Records from a data collection:
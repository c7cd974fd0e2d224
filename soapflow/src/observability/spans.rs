//! Attributes describing one pass of a message through a flow.

use crate::core::Flow;
use crate::message::MessageContext;
use crate::utils::iso_timestamp;
use serde::{Deserialize, Serialize};
use std::collections::HashMap;
use std::time::Instant;

/// Attributes of a flow pass, rendered as event payloads and span fields.
#[derive(Debug, Clone, Default, Serialize, Deserialize)]
pub struct FlowSpanAttributes {
    /// The flow being run.
    pub flow: Option<Flow>,
    /// The message's log correlation id.
    pub log_correlation_id: String,
    /// When the attributes were captured, RFC 3339.
    #[serde(default)]
    pub timestamp: String,
    /// The WS-Addressing message id.
    #[serde(skip_serializing_if = "Option::is_none")]
    pub message_id: Option<String>,
    /// The resolved service.
    #[serde(skip_serializing_if = "Option::is_none")]
    pub service: Option<String>,
    /// The resolved operation.
    #[serde(skip_serializing_if = "Option::is_none")]
    pub operation: Option<String>,
    /// The unit that suspended, aborted or failed.
    #[serde(skip_serializing_if = "Option::is_none")]
    pub handler: Option<String>,
    /// Duration of the pass in milliseconds.
    #[serde(skip_serializing_if = "Option::is_none")]
    pub duration_ms: Option<f64>,
    /// Error message if the pass failed.
    #[serde(skip_serializing_if = "Option::is_none")]
    pub error: Option<String>,
}

impl FlowSpanAttributes {
    /// Captures the attributes of `msg` on `flow`.
    #[must_use]
    pub fn for_message(msg: &MessageContext, flow: Flow) -> Self {
        Self {
            flow: Some(flow),
            log_correlation_id: msg.log_correlation_id().to_string(),
            timestamp: iso_timestamp(),
            message_id: msg.message_id(),
            service: msg.axis_service().map(|s| s.name().to_string()),
            operation: msg.axis_operation().map(|o| o.name().to_string()),
            ..Self::default()
        }
    }

    /// Names the unit the pass stopped at.
    #[must_use]
    pub fn with_handler(mut self, handler: impl Into<String>) -> Self {
        self.handler = Some(handler.into());
        self
    }

    /// Sets the duration.
    #[must_use]
    pub fn with_duration_ms(mut self, duration_ms: f64) -> Self {
        self.duration_ms = Some(duration_ms);
        self
    }

    /// Sets the error.
    #[must_use]
    pub fn with_error(mut self, error: impl Into<String>) -> Self {
        self.error = Some(error.into());
        self
    }

    /// The event payload.
    #[must_use]
    pub fn to_event_data(&self) -> serde_json::Value {
        serde_json::to_value(self).unwrap_or(serde_json::Value::Null)
    }

    /// OpenTelemetry-style flat attributes.
    #[must_use]
    pub fn to_otel_attributes(&self) -> HashMap<String, String> {
        let mut attrs = HashMap::new();
        attrs.insert("soap.log_correlation_id".to_string(), self.log_correlation_id.clone());
        if let Some(flow) = self.flow {
            attrs.insert("soap.flow".to_string(), flow.to_string());
        }
        if let Some(ref v) = self.message_id {
            attrs.insert("soap.message_id".to_string(), v.clone());
        }
        if let Some(ref v) = self.service {
            attrs.insert("service.name".to_string(), v.clone());
        }
        if let Some(ref v) = self.operation {
            attrs.insert("soap.operation".to_string(), v.clone());
        }
        if let Some(ref v) = self.handler {
            attrs.insert("soap.handler".to_string(), v.clone());
        }
        if let Some(v) = self.duration_ms {
            attrs.insert("soap.duration_ms".to_string(), v.to_string());
        }
        if let Some(ref v) = self.error {
            attrs.insert("soap.error".to_string(), v.clone());
        }
        attrs
    }
}

/// Measures a flow pass.
#[derive(Debug)]
pub struct SpanTimer {
    start: Instant,
}

impl SpanTimer {
    /// Starts timing.
    #[must_use]
    pub fn start() -> Self {
        Self { start: Instant::now() }
    }

    /// Elapsed milliseconds.
    #[must_use]
    pub fn elapsed_ms(&self) -> f64 {
        self.start.elapsed().as_secs_f64() * 1000.0
    }
}

#[cfg(test)]
mod tests {
    use super::*;

    #[test]
    fn test_attributes_from_message() {
        let msg = MessageContext::new();
        msg.set_message_id("urn:uuid:1");

        let attrs = FlowSpanAttributes::for_message(&msg, Flow::In)
            .with_handler("pause")
            .with_duration_ms(1.5);
        let otel = attrs.to_otel_attributes();

        assert_eq!(otel.get("soap.flow"), Some(&"in".to_string()));
        assert_eq!(otel.get("soap.message_id"), Some(&"urn:uuid:1".to_string()));
        assert_eq!(otel.get("soap.handler"), Some(&"pause".to_string()));
        assert!(!otel.contains_key("service.name"));
    }

    #[test]
    fn test_event_data_skips_missing_fields() {
        let msg = MessageContext::new();
        let data = FlowSpanAttributes::for_message(&msg, Flow::Out)
            .with_error("boom")
            .to_event_data();

        assert_eq!(data["flow"], "out");
        assert_eq!(data["error"], "boom");
        assert!(data.get("service").is_none());
    }

    #[test]
    fn test_span_timer() {
        let timer = SpanTimer::start();
        std::thread::sleep(std::time::Duration::from_millis(5));
        assert!(timer.elapsed_ms() >= 5.0);
    }
}
//! Core domain vocabulary for soapflow.
//!
//! This module contains the small value types used throughout the engine:
//! - Qualified names
//! - Flow directions and message labels
//! - Message exchange patterns
//! - Handler invocation responses
//! - SOAP versions and fault-code vocabularies

mod flow;
mod mep;
mod qname;
mod soap;

pub use flow::{Flow, InvocationResponse, MessageLabel};
pub use mep::{Mep, MepSlots};
pub use qname::QName;
pub use soap::{SoapVersion, SOAP11_ENVELOPE_NAMESPACE, SOAP12_ENVELOPE_NAMESPACE};
//! # Soapflow
//!
//! The message-processing kernel of a SOAP web-services engine.
//!
//! Soapflow provides:
//!
//! - **Context hierarchy**: configuration, service group, service and
//!   operation contexts with hierarchical property lookup
//! - **Handler/phase engine**: inbound and outbound flows driven by a
//!   resumable execution cursor
//! - **Message exchange patterns**: operation contexts that correlate
//!   requests, responses and faults
//! - **Suspend/resume**: messages externalized to a versioned byte stream and
//!   re-activated against a live engine, possibly in another process
//!
//! ## Quick Start
//!
//! ```rust,ignore
//! use soapflow::prelude::*;
//!
//! let axis = Arc::new(AxisConfiguration::with_default_phases());
//! axis.add_service(AxisService::new("Echo").with_operation(echo_operation))?;
//! let config = ConfigurationContext::new(axis, EngineConfig::default());
//!
//! let engine = AxisEngine::new(config.clone());
//! if engine.receive(&msg).await? == InvocationResponse::Suspend {
//!     store.save(&Continuation::capture(&msg)?).await?;
//! }
//! ```

#![forbid(unsafe_code)]
#![warn(
    clippy::all,
    clippy::pedantic,
    missing_docs,
    rust_2018_idioms
)]
#![allow(
    clippy::module_name_repetitions,
    clippy::must_use_candidate,
    clippy::missing_errors_doc,
    clippy::missing_panics_doc
)]

pub mod config;
pub mod context;
pub mod core;
pub mod description;
pub mod engine;
pub mod errors;
pub mod events;
pub mod message;
pub mod observability;
pub mod persistence;
pub mod utils;

#[cfg(any(test, feature = "testing"))]
pub mod testing;

/// Prelude module for convenient imports
pub mod prelude {
    pub use crate::config::EngineConfig;
    pub use crate::context::{
        ConfigurationContext, Context, OperationContext, ServiceContext, ServiceGroupContext,
        SessionContext,
    };
    pub use crate::core::{Flow, InvocationResponse, Mep, MessageLabel, QName, SoapVersion};
    pub use crate::description::{
        AxisConfiguration, AxisOperation, AxisService, ModuleDescription, ServiceScope,
        TransportInDescription, TransportOutDescription,
    };
    pub use crate::engine::{AxisEngine, Handler, MessageReceiver, Phase, TransportSender};
    pub use crate::errors::{SoapFault, SoapflowError};
    pub use crate::events::{EventSink, LoggingEventSink, NoOpEventSink};
    pub use crate::message::{EndpointReference, MessageContext, Options, SoapEnvelope};
    pub use crate::persistence::{Continuation, ContinuationStore, InMemoryContinuationStore};
    pub use crate::utils::{generate_uuid, iso_timestamp, Timestamp};
}
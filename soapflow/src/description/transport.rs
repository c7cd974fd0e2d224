//! Transport descriptions.

use crate::context::ParameterStore;
use crate::engine::TransportSender;
use std::fmt;
use std::sync::Arc;

/// An inbound transport, identified by name (e.g. `http`).
#[derive(Debug)]
pub struct TransportInDescription {
    name: String,
    parameters: Arc<ParameterStore>,
}

impl TransportInDescription {
    /// Creates an inbound transport description.
    #[must_use]
    pub fn new(name: impl Into<String>) -> Self {
        Self {
            name: name.into(),
            parameters: Arc::new(ParameterStore::new()),
        }
    }

    /// The transport name.
    #[must_use]
    pub fn name(&self) -> &str {
        &self.name
    }

    /// The transport's parameters.
    #[must_use]
    pub fn parameters(&self) -> &Arc<ParameterStore> {
        &self.parameters
    }
}

/// An outbound transport with the sender that writes messages out.
pub struct TransportOutDescription {
    name: String,
    sender: Option<Arc<dyn TransportSender>>,
    parameters: Arc<ParameterStore>,
}

impl TransportOutDescription {
    /// Creates an outbound transport description without a sender.
    #[must_use]
    pub fn new(name: impl Into<String>) -> Self {
        Self {
            name: name.into(),
            sender: None,
            parameters: Arc::new(ParameterStore::new()),
        }
    }

    /// Sets the sender.
    #[must_use]
    pub fn with_sender(mut self, sender: Arc<dyn TransportSender>) -> Self {
        self.sender = Some(sender);
        self
    }

    /// The transport name.
    #[must_use]
    pub fn name(&self) -> &str {
        &self.name
    }

    /// The sender, if any.
    #[must_use]
    pub fn sender(&self) -> Option<Arc<dyn TransportSender>> {
        self.sender.clone()
    }

    /// The transport's parameters.
    #[must_use]
    pub fn parameters(&self) -> &Arc<ParameterStore> {
        &self.parameters
    }
}

impl fmt::Debug for TransportOutDescription {
    fn fmt(&self, f: &mut fmt::Formatter<'_>) -> fmt::Result {
        f.debug_struct("TransportOutDescription")
            .field("name", &self.name)
            .field("has_sender", &self.sender.is_some())
            .finish_non_exhaustive()
    }
}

TO DO — Send back the lines of the records word for word, from the very first through the line containing "the pass failed.".

EXERCISE RESULT —
repository c7cd974fd0e2d224
filename soapflow/src/observability/spans.rs
//! Attributes describing one pass of a message through a flow.

use crate::core::Flow;
use crate::message::MessageContext;
use crate::utils::iso_timestamp;
use serde::{Deserialize, Serialize};
use std::collections::HashMap;
use std::time::Instant;

/// Attributes of a flow pass, rendered as event payloads and span fields.
#[derive(Debug, Clone, Default, Serialize, Deserialize)]
pub struct FlowSpanAttributes {
    /// The flow being run.
    pub flow: Option<Flow>,
    /// The message's log correlation id.
    pub log_correlation_id: String,
    /// When the attributes were captured, RFC 3339.
    #[serde(default)]
    pub timestamp: String,
    /// The WS-Addressing message id.
    #[serde(skip_serializing_if = "Option::is_none")]
    pub message_id: Option<String>,
    /// The resolved service.
    #[serde(skip_serializing_if = "Option::is_none")]
    pub service: Option<String>,
    /// The resolved operation.
    #[serde(skip_serializing_if = "Option::is_none")]
    pub operation: Option<String>,
    /// The unit that suspended, aborted or failed.
    #[serde(skip_serializing_if = "Option::is_none")]
    pub handler: Option<String>,
    /// Duration of the pass in milliseconds.
    #[serde(skip_serializing_if = "Option::is_none")]
    pub duration_ms: Option<f64>,
    /// Error message if the pass failed.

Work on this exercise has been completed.